Mix the dry ingredients (1-5) in a bowl, add grated zucchini and pear (or applesauce), eggs, honey and vanilla and mix until everything is evenly incorporated. Fold in the cranberries, leaving out a few for decoration.
Line an 8×8 inch baking dish with baking paper, pour in the dough. You get best results when using your fingers to evenly press down the dough in each corner and smoothing it out. Place the baking dish in the preheated oven and bake for 20 minutes. topping:
- 1/4 cup peanut butter (*use almond butter for paleo version – as kindly pointed out in the comments)
- 1 tsp coconut oil
- 1 T honey
- dash of salt
- 1 T coconut flakes
- few cranberries
Let the baked bars cool for a few minutes. Microwave peanut butter and coconut oil for 30 seconds, whisk, if not quite liquid yet, microwave for additional 30 seconds. When both are melted whisk in the honey and salt. Spread the mixture on top of the bars, sprinkle with coconut flakes and cut up cranberries.
Now place the baking tray in your fridge for about 1 hour, so that the peanut butter firms up. When firm you can take the parchment paper with the bars out of the baking tray and start cutting them into squares (or rectangles).
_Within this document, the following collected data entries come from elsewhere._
//! FFprobe-based liveness provider
//!
//! Treats a fixed stream URL as live whenever a probe of it succeeds.

use super::traits::{LivenessProvider, ProviderError};
use crate::supervisor::config::SourceConfig;
use async_trait::async_trait;
use std::process::Stdio;
use std::time::Duration;
use tokio::process::Command;

/// Liveness provider for a source with a stable stream URL
#[derive(Debug, Clone)]
pub struct ProbeProvider {
    live_room_name: String,
    live_url: String,
    stream_url: String,
    probe: String,
    probe_timeout: Duration,
}

impl ProbeProvider {
    /// Build a provider from the `source` block of the configuration
    pub fn from_config(source: &SourceConfig) -> Self {
        Self {
            live_room_name: source.live_room_name.clone(),
            live_url: source.live_url.clone(),
            stream_url: source.stream_url.clone(),
            probe: source.probe.clone(),
            probe_timeout: Duration::from_millis(source.probe_timeout_ms),
        }
    }

    /// Arguments handed to the probe program
    fn probe_args(&self) -> Vec<String> {
        vec![
            "-v".to_string(),
            "error".to_string(),
            "-show_entries".to_string(),
            "format=format_name".to_string(),
            "-of".to_string(),
            "csv=p=0".to_string(),
            self.stream_url.clone(),
        ]
    }
}

#[async_trait]
impl LivenessProvider for ProbeProvider {
    fn live_room_name(&self) -> &str {
        &self.live_room_name
    }

    fn live_url(&self) -> &str {
        &self.live_url
    }

    async fn is_live(&self) -> Result<bool, ProviderError> {
        let probe = Command::new(&self.probe)
            .args(self.probe_args())
            .stdin(Stdio::null())
            .stdout(Stdio::piped())
            .stderr(Stdio::piped())
            .kill_on_drop(true)
            .output();

        let output = match tokio::time::timeout(self.probe_timeout, probe).await {
            Ok(result) => result
                .map_err(|e| ProviderError::Probe(format!("Failed to run {}: {}", self.probe, e)))?,
            Err(_) => {
                tracing::debug!(
                    "Probe of {} timed out after {:?}",
                    self.stream_url,
                    self.probe_timeout
                );
                return Ok(false);
            }
        };

        if !output.status.success() {
            let stderr = String::from_utf8_lossy(&output.stderr);
            tracing::debug!("Probe reports offline: {}", stderr.trim());
        }

        Ok(output.status.success())
    }

    async fn resolve_stream_url(&self) -> Result<String, ProviderError> {
        if self.stream_url.is_empty() {
            return Err(ProviderError::Parse("No stream URL configured".to_string()));
        }
        Ok(self.stream_url.clone())
    }
}

#[cfg(test)]
mod tests {
    use super::*;

    fn source(probe: &str) -> SourceConfig {
        SourceConfig {
            live_room_name: "Test Room".to_string(),
            live_url: "http://example.com/room/".to_string(),
            stream_url: "rtmp://x/y".to_string(),
            probe: probe.to_string(),
            probe_timeout_ms: 2_000,
        }
    }

    #[cfg(unix)]
    #[tokio::test]
    async fn test_successful_probe_is_live() {
        let provider = ProbeProvider::from_config(&source("true"));
        assert!(provider.is_live().await.unwrap());
    }

    #[cfg(unix)]
    #[tokio::test]
    async fn test_failed_probe_is_offline() {
        let provider = ProbeProvider::from_config(&source("false"));
        assert!(!provider.is_live().await.unwrap());
    }

    #[tokio::test]
    async fn test_missing_probe_is_error() {
        let provider = ProbeProvider::from_config(&source("/nonexistent/ffprobe-missing"));
        assert!(matches!(provider.is_live().await, Err(ProviderError::Probe(_))));
    }

    #[tokio::test]
    async fn test_resolve_returns_configured_url() {
        let provider = ProbeProvider::from_config(&source("true"));
        assert_eq!(provider.resolve_stream_url().await.unwrap(), "rtmp://x/y");
        assert_eq!(provider.live_room_name(), "Test Room");
    }

    #[tokio::test]
    async fn test_resolve_without_url_fails() {
        let mut config = source("true");
        config.stream_url.clear();
        let provider = ProbeProvider::from_config(&config);
        assert!(provider.resolve_stream_url().await.is_err());
    }
}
You can experiment with this recipe, if you like thicker bars you can double the ingredients for the dough and add some baking time. I like them thin, so the topping can shine through and so I can justify eating 3 of them at once …
Place the remainings in the fridge, using clear film to keep the bars from sticking. Enjoy as a snack or dessert.
Do you use protein powder or prefer protein from all natural sources?